What Is Methionine?
Devoting a bit of your day to researching your supplement ingredients and methionine piqued your interest? Good for you. Knowledge is power and we’re about to give you a higher rank.
Let’s hop right in.
Methionine is an essential amino acid which means the body cannot make it, and you have to obtain it from dietary sources.
Foods like beef, lamb, turkey, fish, pork, shellfish, fish, soy, eggs, nuts, dairy and beans all contain this amino acid.
Absorption by the body is higher when consuming dairy or taken pure. The recommended daily intake is around 4-5 mg per pound of body weight. So if you’re 200 pounds, your maximum recommended dose is 900 mg.
You should not exceed the recommended dosage.
We’ll get to that in a moment.
Let’s talk about what it does…
Methionine Helps Form Cartilage and Decreases Fat Deposits
It is often associated with its cartilage triggering properties. It is one of only two sulfur-containing amino acids and sulfur is required for cartilage production. Deficiency in sulfur can lead to joint pain and is seen in patients with arthritis.
It combats hair loss and fortifies nails. It also decreases fat deposits in the liver by increasing the liver’s production of lecithin which helps clear out stored fat.
Methionine Helps Form Creatine
It is one of three amigos that make creatine which are glycine, arginine, and methionine. Thus, having it available to transform into a part of creatine is important.
It also universally initiates protein synthesis—the process of repairing and rebuilding proteins which build muscle. So it stands to reason that the more you have available, the more protein synthesis and creatine production that can take place. Right?
But—don’t become a ‘meth-head.’ Seriously, methionine has serious side effects on the brain.

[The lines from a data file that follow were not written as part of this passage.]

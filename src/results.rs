use std::fs;
use std::io::BufRead;
use std::path::{Path, PathBuf};

use anyhow::{Context, Result, bail};
use time::OffsetDateTime;
use time::macros::format_description;
use uuid::Uuid;

use crate::prompt::confirm;

/// Ensures the output directory exists. A regular file squatting on the name
/// is resolved interactively: delete it, rename it aside, or abort the run.
pub fn prepare_output_dir(dir: &Path, input: &mut impl BufRead) -> Result<()> {
    if dir.is_dir() {
        return Ok(());
    }
    if dir.exists() {
        let delete = confirm(
            input,
            &format!("A file named {} is in the way; delete it?", dir.display()),
            false,
        )?;
        if delete {
            fs::remove_file(dir).with_context(|| format!("deleting {}", dir.display()))?;
        } else {
            let target = unique_rename_target(dir);
            let rename = confirm(
                input,
                &format!("Rename it to {} instead?", target.display()),
                false,
            )?;
            if !rename {
                bail!(
                    "output directory {} is blocked by an existing file",
                    dir.display()
                );
            }
            fs::rename(dir, &target)
                .with_context(|| format!("renaming {} to {}", dir.display(), target.display()))?;
        }
    }
    fs::create_dir_all(dir).with_context(|| format!("creating {}", dir.display()))?;
    Ok(())
}

/// A fresh artifact path under `dir`: wall-clock time plus a v4 uuid, so no
/// artifact is ever overwritten.
pub fn artifact_path(dir: &Path, extension: &str) -> PathBuf {
    let now = OffsetDateTime::now_local().unwrap_or_else(|_| OffsetDateTime::now_utc());
    let stamp = now
        .format(format_description!("[hour]-[minute]-[second]"))
        .unwrap_or_else(|_| "00-00-00".into());
    dir.join(format!("{stamp}_{}.{extension}", Uuid::new_v4()))
}

fn unique_rename_target(path: &Path) -> PathBuf {
    let mut name = path.as_os_str().to_os_string();
    name.push(format!(".{}", Uuid::new_v4()));
    PathBuf::from(name)
}
use std::fs::{self, OpenOptions};
use std::io::{BufRead, BufReader, Write};
use std::path::{Path, PathBuf};

use anyhow::{Context, Result};
use serde::Serialize;
use time::{OffsetDateTime, format_description::well_known::Rfc3339};

const LOG_FILE: &str = "run_log.jsonl";
const MAX_ENTRIES: usize = 500;

#[derive(Debug, Serialize)]
pub struct RunLogEntry<'a> {
    pub timestamp: &'a str,
    pub action: &'a str,
    pub source: &'a str,
    pub artifact: Option<&'a Path>,
    pub status: &'a str,
}

/// Appends one entry to the run log next to the artifacts. The log is advisory;
/// callers downgrade failures here to warnings.
pub fn record(
    out_dir: &Path,
    action: &str,
    source: &str,
    artifact: Option<&Path>,
    status: &str,
) -> Result<()> {
    let log_path = log_path(out_dir);
    let timestamp = OffsetDateTime::now_utc()
        .format(&Rfc3339)
        .unwrap_or_else(|_| "unknown".into());
    let entry = RunLogEntry {
        timestamp: &timestamp,
        action,
        source,
        artifact,
        status,
    };
    let json = serde_json::to_string(&entry)?;
    let mut file = OpenOptions::new()
        .append(true)
        .create(true)
        .open(&log_path)
        .with_context(|| format!("opening {}", log_path.display()))?;
    writeln!(file, "{json}")?;
    truncate_log(&log_path)?;
    Ok(())
}

pub fn log_path(out_dir: &Path) -> PathBuf {
    out_dir.join(LOG_FILE)
}

fn truncate_log(path: &Path) -> Result<()> {
    let file = OpenOptions::new()
        .read(true)
        .open(path)
        .with_context(|| format!("reading {}", path.display()))?;
    let reader = BufReader::new(file);
    let lines: Vec<_> = reader.lines().collect::<Result<_, _>>()?;
    if lines.len() <= MAX_ENTRIES {
        return Ok(());
    }
    let keep = &lines[lines.len() - MAX_ENTRIES..];
    fs::write(path, keep.join("\n") + "\n")?;
    Ok(())
}

#[cfg(test)]
mod tests {
    use super::*;
    use tempfile::tempdir;

    #[test]
    fn record_appends_parseable_json_lines() {
        let temp = tempdir().expect("temp dir");
        record(
            temp.path(),
            "encode",
            "hello",
            Some(Path::new("Results/12-00-00_x.png")),
            "written",
        )
        .expect("record");
        record(temp.path(), "encode", "boom", None, "failed").expect("record");

        let contents = fs::read_to_string(log_path(temp.path())).expect("read log");
        let lines: Vec<_> = contents.lines().collect();
        assert_eq!(lines.len(), 2);
        for line in lines {
            let value: serde_json::Value = serde_json::from_str(line).expect("valid json");
            assert_eq!(value["action"], "encode");
        }
    }
}
use std::io::{self, BufRead, Write};

use anyhow::Result;

/// Interprets a confirmation answer. Blank input returns the default; only an
/// explicit opposite-of-default token flips the result, any other non-blank
/// input collapses to the default.
pub fn is_yes(answer: &str, default: bool) -> bool {
    let answer = answer.trim();
    if answer.is_empty() {
        return default;
    }
    if default {
        !(answer.eq_ignore_ascii_case("n") || answer.eq_ignore_ascii_case("no") || answer == "否")
    } else {
        answer.eq_ignore_ascii_case("y") || answer.eq_ignore_ascii_case("yes") || answer == "是"
    }
}

pub fn confirm(input: &mut impl BufRead, message: &str, default: bool) -> Result<bool> {
    let hint = if default { "Y/n" } else { "y/N" };
    print_prompt(&format!("{message} ({hint}) "))?;
    let mut line = String::new();
    input.read_line(&mut line)?;
    Ok(is_yes(&line, default))
}

pub fn confirm_with<T>(
    input: &mut impl BufRead,
    message: &str,
    default: bool,
    callback: impl FnOnce(bool) -> T,
) -> Result<T> {
    Ok(callback(confirm(input, message, default)?))
}

pub fn confirm_branch<T>(
    input: &mut impl BufRead,
    message: &str,
    default: bool,
    yes: impl FnOnce() -> T,
    no: impl FnOnce() -> T,
) -> Result<T> {
    if confirm(input, message, default)? {
        Ok(yes())
    } else {
        Ok(no())
    }
}

/// Reads work items line by line; a blank line (or end of input) ends the list.
pub fn read_items(input: &mut impl BufRead) -> Result<Vec<String>> {
    let mut items = Vec::new();
    let mut line = String::new();
    loop {
        line.clear();
        if input.read_line(&mut line)? == 0 {
            break;
        }
        let trimmed = line.trim_end_matches(['\r', '\n']);
        if trimmed.trim().is_empty() {
            break;
        }
        items.push(trimmed.to_string());
    }
    Ok(items)
}

pub fn print_prompt(message: &str) -> Result<()> {
    print!("{message}");
    io::stdout().flush()?;
    Ok(())
}
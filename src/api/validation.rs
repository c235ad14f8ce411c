use chrono::{DateTime, Local, NaiveDateTime, TimeZone, Utc};

use super::ApiError;

const LOCAL_DATE_TIME_FORMATS: [&str; 2] = ["%Y-%m-%dT%H:%M:%S%.f", "%Y-%m-%dT%H:%M"];

/// Parses an optional expiry from a form field.
///
/// Accepts RFC 3339, or an ISO local date-time read in the server's time zone.
/// A blank value means no expiry.
pub fn parse_expiry_date(raw: Option<&str>) -> Result<Option<DateTime<Utc>>, ApiError> {
    let Some(value) = raw.map(str::trim).filter(|v| !v.is_empty()) else {
        return Ok(None);
    };

    if let Ok(ts) = DateTime::parse_from_rfc3339(value) {
        return Ok(Some(ts.with_timezone(&Utc)));
    }

    for format in LOCAL_DATE_TIME_FORMATS {
        if let Ok(naive) = NaiveDateTime::parse_from_str(value, format) {
            // Ambiguous wall-clock times (DST fall-back) take the earlier instant
            return Local
                .from_local_datetime(&naive)
                .earliest()
                .map(|ts| Some(ts.with_timezone(&Utc)))
                .ok_or_else(|| {
                    ApiError::validation(format!("Expiry date does not exist locally: {value}"))
                });
        }
    }

    Err(ApiError::validation(format!(
        "Invalid expiry date: {value}. Expected an ISO date-time such as 2030-01-31T18:00:00"
    )))
}

/// Parses an optional download limit from a form field. A blank value means unlimited.
pub fn parse_download_limit(raw: Option<&str>) -> Result<Option<i64>, ApiError> {
    let Some(value) = raw.map(str::trim).filter(|v| !v.is_empty()) else {
        return Ok(None);
    };

    value.parse::<i64>().map(Some).map_err(|_| {
        ApiError::validation(format!(
            "Invalid download limit: {value}. Limit must be a whole number"
        ))
    })
}
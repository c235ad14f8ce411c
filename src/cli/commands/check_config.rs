//! Check-config command handler

use crate::config::Config;

pub fn cmd_check_config(config: &Config) -> anyhow::Result<()> {
    config.validate()?;

    println!("Configuration OK");
    println!("{:-<50}", "");
    println!("Database:        {}", config.general.database_path);
    println!(
        "Listen:          {}:{}",
        config.server.bind_address, config.server.port
    );
    println!("Session store:   {:?}", config.server.session_store);
    println!(
        "Session timeout: {} min",
        config.server.session_inactivity_minutes
    );
    println!("Max upload:      {} MiB", config.server.max_upload_size_mb);
    println!("CORS origins:    {}", config.server.cors_allowed_origins.join(", "));
    println!(
        "Metrics:         {}",
        if config.observability.metrics_enabled {
            "enabled"
        } else {
            "disabled"
        }
    );

    Ok(())
}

Excess Consumption of Methionine is Linked to Alzheimer’s
Methionine has been used as a treatment for depression and improved brain function. Those with AIDS and other diseases that result in low levels can benefit from it. As such, many studies have been conducted into its efficacy (that’s a science-y word for effectiveness. Say it with a British accent and you’ll sound SUPER refined.)
Methionine is converted into homocysteine and later transforms into ?-ketobutyrate and cysteine. Homocysteine can convert back to methionine, too. We wrote about betaine’s impact on lowering homocysteine levels by converting it into methionine through passing off a methyl.
So, now we have lowered homocysteine but increased methionine. Studies show increased levels of this amino acid can lead to diabetes, heart disease and some forms of cancer. It’s important to note this result is in normal healthy subjects, not those suffering from a deficiency as a result of a disease.
Aside from health issues, high consumption of this amino acid can actually promote brain damage. Methyl donors, which is what the guys in white lab coats call nutrients that share methyls, can aggravate psychotic symptoms.
Recent studies also link high levels with Alzheimer’s disease. Long term-exposure to high levels induces memory loss and neurotoxic effects.
Research Supplement Ingredients Before You Buy
What’s the moral of the story? Just because methionine, or any other ingredient, is natural doesn’t mean it can’t be harmful.
Given the wide range of food sources that contain this amino acid, coupled with the small recommended daily dosage, you’re likely getting enough through food sources if you’re an average healthy human.